Data excerpts Block Start

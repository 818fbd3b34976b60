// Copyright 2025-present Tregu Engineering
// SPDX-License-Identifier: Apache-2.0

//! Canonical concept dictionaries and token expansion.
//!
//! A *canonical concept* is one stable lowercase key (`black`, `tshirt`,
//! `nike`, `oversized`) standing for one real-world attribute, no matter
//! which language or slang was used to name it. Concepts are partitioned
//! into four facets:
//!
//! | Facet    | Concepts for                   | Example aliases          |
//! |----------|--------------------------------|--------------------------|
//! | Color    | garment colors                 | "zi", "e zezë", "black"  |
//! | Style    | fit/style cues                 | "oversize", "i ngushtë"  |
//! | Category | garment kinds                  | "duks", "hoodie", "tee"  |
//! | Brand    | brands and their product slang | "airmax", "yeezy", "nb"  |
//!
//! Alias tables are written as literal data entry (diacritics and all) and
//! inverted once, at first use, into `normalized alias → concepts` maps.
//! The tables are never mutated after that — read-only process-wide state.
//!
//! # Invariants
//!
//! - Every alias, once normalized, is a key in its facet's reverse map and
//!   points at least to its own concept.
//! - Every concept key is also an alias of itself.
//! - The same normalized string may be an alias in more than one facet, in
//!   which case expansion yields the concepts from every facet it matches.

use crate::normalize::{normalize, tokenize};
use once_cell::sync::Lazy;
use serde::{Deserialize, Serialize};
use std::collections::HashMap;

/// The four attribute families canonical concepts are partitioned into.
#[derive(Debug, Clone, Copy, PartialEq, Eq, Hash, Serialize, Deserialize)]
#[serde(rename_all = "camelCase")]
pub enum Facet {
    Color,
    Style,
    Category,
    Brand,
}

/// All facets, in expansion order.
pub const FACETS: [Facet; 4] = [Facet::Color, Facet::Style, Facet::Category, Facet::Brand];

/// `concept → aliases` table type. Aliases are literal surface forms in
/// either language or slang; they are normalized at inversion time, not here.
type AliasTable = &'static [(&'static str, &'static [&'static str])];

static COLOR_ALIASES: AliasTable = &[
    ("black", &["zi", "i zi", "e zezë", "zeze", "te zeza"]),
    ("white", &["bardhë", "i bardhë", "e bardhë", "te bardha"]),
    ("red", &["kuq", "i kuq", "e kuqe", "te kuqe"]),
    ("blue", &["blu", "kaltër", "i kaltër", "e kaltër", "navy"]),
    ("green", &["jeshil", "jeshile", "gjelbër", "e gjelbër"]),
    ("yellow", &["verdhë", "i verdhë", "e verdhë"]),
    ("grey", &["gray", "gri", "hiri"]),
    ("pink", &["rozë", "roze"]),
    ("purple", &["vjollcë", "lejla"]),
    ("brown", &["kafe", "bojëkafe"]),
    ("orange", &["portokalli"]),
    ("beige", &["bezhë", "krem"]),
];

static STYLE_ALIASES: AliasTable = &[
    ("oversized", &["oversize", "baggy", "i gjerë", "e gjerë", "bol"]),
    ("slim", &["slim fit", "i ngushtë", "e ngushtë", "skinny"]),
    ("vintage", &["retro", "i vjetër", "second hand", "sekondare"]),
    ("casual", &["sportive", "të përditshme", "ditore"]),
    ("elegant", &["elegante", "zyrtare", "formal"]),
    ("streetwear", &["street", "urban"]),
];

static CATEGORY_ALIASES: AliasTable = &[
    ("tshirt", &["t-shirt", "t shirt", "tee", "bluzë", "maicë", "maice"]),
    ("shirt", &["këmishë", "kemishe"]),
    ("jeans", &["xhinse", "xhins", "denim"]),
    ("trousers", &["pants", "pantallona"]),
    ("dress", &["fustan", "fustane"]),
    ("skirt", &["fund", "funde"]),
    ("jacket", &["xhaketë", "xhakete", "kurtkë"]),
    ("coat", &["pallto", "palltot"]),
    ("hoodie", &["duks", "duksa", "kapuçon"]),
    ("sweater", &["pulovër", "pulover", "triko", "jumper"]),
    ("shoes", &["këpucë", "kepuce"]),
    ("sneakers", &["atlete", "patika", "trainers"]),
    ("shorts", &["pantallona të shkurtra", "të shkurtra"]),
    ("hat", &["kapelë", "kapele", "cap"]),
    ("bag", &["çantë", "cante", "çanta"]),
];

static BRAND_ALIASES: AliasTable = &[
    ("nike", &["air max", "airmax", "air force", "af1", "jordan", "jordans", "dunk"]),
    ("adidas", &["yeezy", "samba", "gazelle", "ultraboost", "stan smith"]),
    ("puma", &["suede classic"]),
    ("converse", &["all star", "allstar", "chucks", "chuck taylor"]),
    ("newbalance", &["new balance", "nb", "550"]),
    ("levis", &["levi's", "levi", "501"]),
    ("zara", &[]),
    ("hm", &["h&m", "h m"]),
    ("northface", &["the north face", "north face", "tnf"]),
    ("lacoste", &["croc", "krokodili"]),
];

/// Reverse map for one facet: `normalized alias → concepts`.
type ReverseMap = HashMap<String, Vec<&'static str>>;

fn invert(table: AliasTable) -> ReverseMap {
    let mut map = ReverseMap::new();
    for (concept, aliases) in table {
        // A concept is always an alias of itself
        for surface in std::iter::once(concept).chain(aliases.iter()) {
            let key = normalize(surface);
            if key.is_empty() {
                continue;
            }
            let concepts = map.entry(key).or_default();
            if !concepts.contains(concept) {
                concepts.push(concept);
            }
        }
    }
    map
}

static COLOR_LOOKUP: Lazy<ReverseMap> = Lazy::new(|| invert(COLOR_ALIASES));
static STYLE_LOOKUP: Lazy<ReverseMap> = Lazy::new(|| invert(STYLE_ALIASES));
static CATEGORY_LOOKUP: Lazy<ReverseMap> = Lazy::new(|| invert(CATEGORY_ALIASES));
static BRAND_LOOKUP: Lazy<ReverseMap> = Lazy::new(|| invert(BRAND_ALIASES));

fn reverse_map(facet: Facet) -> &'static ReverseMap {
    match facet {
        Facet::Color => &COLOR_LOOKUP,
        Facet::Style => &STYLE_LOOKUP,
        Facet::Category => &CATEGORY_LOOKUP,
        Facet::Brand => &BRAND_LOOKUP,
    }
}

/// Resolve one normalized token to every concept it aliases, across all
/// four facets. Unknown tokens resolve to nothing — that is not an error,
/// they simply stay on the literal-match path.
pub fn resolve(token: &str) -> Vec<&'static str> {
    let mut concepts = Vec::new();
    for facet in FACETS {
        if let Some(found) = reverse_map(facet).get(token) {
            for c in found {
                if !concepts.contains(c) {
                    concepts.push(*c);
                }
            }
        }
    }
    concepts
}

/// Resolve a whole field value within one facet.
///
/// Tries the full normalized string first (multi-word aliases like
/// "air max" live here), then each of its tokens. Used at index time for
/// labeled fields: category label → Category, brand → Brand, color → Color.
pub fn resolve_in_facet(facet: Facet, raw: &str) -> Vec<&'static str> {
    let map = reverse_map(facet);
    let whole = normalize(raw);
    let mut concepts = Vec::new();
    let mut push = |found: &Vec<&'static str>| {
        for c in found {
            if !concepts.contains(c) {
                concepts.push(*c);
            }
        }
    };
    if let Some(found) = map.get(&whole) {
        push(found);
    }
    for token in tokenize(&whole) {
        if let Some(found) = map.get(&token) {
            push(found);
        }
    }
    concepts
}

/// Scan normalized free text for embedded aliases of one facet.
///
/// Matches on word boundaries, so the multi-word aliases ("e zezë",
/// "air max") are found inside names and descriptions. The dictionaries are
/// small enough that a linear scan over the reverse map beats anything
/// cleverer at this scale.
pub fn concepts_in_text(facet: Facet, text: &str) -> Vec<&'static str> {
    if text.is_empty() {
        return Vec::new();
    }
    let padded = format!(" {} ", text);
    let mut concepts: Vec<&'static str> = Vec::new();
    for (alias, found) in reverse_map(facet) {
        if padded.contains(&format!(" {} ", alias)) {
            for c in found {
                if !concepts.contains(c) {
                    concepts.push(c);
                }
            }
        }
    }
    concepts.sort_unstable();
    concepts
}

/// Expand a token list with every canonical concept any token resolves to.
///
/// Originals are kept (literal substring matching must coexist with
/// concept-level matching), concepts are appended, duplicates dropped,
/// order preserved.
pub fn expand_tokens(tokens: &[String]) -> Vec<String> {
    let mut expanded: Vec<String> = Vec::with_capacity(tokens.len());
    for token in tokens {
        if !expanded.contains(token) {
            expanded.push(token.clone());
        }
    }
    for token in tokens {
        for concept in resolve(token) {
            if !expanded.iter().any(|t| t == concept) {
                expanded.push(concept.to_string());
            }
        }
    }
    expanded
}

Data excerpts Block End
Data excerpts Block Start

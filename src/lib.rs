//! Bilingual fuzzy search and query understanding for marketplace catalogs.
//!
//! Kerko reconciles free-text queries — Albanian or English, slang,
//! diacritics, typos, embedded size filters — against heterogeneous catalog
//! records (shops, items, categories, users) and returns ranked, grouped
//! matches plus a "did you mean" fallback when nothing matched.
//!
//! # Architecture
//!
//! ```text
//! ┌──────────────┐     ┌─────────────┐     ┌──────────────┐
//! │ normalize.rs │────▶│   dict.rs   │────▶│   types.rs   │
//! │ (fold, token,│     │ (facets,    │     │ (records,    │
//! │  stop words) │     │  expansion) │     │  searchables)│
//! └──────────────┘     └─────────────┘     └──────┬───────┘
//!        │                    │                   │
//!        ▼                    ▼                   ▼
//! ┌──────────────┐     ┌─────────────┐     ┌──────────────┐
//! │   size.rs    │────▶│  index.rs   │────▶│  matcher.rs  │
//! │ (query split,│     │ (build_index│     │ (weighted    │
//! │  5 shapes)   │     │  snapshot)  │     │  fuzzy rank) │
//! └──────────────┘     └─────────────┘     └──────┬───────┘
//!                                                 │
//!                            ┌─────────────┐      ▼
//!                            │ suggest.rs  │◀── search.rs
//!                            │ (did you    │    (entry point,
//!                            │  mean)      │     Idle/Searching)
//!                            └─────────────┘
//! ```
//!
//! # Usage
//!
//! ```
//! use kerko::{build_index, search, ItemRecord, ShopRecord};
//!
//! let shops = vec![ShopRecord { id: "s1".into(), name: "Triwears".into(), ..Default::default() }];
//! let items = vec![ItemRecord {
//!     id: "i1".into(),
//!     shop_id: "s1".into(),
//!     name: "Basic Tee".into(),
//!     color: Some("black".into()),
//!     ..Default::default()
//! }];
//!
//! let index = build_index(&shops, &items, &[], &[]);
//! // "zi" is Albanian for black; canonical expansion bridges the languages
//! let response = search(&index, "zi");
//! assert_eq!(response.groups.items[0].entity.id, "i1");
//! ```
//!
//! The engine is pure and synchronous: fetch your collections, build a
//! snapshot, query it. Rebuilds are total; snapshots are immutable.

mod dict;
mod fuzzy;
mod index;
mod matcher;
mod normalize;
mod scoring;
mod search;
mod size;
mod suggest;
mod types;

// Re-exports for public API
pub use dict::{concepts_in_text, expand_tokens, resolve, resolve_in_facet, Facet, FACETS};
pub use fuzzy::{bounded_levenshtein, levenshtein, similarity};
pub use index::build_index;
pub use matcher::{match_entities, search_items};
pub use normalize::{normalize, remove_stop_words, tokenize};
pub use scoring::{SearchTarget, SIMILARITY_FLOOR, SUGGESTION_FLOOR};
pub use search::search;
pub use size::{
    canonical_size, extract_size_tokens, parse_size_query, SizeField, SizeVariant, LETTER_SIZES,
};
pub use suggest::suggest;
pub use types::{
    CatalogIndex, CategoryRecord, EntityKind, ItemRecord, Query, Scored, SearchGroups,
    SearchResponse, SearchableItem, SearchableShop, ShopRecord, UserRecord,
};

Data excerpts Block End
Data excerpts Block Start

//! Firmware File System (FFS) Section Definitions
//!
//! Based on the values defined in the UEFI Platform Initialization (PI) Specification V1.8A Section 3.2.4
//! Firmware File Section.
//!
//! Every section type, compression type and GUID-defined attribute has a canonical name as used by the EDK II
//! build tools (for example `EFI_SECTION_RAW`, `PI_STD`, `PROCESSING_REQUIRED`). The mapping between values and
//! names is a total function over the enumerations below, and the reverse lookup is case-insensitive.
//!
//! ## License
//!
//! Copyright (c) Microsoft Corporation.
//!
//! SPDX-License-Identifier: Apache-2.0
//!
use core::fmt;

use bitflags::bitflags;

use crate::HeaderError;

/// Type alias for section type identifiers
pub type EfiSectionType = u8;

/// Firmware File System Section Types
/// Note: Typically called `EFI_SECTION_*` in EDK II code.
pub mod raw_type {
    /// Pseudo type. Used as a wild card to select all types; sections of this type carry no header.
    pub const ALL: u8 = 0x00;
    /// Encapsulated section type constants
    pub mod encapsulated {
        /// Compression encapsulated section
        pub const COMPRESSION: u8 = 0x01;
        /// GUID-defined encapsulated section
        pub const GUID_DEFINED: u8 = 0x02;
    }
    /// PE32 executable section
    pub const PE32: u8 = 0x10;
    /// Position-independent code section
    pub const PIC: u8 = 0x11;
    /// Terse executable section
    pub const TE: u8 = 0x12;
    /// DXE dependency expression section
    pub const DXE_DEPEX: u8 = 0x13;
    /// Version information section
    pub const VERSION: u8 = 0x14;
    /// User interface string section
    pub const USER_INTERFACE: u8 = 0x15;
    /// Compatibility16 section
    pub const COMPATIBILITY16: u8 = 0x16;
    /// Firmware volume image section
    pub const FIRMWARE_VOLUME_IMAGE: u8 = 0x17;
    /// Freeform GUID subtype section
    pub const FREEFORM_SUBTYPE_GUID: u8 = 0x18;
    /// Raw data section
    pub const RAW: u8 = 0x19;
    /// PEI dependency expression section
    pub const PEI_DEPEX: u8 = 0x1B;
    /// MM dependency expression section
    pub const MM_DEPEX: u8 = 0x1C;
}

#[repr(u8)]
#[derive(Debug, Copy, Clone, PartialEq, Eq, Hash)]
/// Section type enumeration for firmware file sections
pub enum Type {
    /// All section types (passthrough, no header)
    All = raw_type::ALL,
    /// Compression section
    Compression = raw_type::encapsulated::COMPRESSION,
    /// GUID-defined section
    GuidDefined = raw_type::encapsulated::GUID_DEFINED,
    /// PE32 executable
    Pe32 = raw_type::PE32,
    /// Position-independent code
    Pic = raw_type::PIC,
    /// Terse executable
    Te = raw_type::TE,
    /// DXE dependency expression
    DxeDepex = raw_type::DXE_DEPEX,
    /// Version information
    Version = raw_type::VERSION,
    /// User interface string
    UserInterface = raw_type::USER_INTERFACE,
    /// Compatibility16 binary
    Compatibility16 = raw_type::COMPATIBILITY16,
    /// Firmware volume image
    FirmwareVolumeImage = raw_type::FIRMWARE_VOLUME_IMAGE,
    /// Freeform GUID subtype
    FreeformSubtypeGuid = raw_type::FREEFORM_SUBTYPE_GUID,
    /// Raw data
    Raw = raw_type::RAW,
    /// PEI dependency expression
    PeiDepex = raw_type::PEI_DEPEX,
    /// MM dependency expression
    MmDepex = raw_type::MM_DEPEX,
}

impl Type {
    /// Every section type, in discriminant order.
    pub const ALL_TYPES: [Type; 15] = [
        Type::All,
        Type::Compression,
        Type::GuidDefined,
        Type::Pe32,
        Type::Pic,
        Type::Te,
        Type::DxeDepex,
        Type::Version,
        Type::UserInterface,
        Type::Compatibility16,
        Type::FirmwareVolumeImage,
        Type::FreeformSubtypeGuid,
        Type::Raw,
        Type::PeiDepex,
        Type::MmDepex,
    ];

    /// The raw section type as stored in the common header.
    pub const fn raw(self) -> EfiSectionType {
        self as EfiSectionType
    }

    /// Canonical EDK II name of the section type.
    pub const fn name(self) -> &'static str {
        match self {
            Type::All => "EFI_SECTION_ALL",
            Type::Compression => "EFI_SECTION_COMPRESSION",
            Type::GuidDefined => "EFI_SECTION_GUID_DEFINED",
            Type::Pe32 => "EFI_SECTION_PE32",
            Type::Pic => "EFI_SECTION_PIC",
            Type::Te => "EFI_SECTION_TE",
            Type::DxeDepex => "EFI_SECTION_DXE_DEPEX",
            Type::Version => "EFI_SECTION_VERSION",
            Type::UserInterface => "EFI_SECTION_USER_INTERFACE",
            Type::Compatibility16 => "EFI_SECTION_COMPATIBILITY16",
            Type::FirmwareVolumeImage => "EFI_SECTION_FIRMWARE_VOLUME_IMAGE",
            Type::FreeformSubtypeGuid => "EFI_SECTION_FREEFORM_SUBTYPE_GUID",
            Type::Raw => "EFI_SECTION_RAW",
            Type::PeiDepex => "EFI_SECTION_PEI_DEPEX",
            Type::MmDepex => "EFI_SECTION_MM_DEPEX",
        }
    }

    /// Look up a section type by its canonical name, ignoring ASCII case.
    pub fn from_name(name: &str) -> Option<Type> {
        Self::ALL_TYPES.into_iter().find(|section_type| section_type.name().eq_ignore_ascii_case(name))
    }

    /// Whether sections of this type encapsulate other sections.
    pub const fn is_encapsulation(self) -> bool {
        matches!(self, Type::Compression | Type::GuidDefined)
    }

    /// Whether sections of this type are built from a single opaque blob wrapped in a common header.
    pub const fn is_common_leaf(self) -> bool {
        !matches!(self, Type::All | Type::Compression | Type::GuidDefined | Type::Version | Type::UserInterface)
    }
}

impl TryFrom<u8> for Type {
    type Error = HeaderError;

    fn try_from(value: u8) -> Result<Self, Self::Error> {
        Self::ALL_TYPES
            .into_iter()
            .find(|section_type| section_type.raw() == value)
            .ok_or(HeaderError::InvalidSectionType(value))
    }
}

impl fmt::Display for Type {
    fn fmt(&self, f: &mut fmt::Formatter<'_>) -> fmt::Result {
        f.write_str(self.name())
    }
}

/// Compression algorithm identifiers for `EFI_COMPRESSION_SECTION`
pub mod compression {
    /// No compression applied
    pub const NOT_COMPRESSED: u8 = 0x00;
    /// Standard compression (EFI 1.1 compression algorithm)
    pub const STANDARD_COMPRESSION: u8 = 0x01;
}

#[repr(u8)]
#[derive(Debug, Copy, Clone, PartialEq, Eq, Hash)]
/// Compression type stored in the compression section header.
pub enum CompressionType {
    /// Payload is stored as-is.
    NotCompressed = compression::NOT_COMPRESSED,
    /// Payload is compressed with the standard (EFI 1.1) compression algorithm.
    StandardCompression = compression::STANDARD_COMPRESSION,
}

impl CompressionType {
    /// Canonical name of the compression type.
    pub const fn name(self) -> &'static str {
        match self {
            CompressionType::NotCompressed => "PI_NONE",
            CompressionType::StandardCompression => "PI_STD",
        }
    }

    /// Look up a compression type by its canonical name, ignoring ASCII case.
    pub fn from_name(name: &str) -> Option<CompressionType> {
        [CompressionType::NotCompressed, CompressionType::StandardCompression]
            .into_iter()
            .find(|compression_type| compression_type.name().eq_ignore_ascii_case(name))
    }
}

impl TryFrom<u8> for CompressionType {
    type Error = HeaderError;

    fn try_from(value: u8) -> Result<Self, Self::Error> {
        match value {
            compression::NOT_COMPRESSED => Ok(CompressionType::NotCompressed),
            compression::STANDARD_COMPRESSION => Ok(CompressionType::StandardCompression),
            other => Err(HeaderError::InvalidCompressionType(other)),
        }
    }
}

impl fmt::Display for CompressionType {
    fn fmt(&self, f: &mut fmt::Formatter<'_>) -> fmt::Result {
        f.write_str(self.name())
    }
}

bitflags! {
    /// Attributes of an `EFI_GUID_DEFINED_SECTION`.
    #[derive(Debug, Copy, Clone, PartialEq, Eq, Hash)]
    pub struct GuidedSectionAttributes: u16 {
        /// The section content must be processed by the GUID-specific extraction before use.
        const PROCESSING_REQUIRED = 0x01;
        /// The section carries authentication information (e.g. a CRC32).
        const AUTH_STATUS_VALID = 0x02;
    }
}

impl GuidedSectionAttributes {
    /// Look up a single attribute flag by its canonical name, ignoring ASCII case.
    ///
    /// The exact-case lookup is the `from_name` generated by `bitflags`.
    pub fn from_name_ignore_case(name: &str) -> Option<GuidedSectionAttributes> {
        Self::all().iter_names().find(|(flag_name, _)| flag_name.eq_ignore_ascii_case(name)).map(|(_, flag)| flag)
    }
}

Data excerpts Block End

### [Task to complete]
Scan the records above for the word "duks" and return every line where it occurs.

### [Response to this exercise]
//! | Category | garment kinds                  | "duks", "hoodie", "tee"  |
    ("hoodie", &["duks", "duksa", "kapuçon"]),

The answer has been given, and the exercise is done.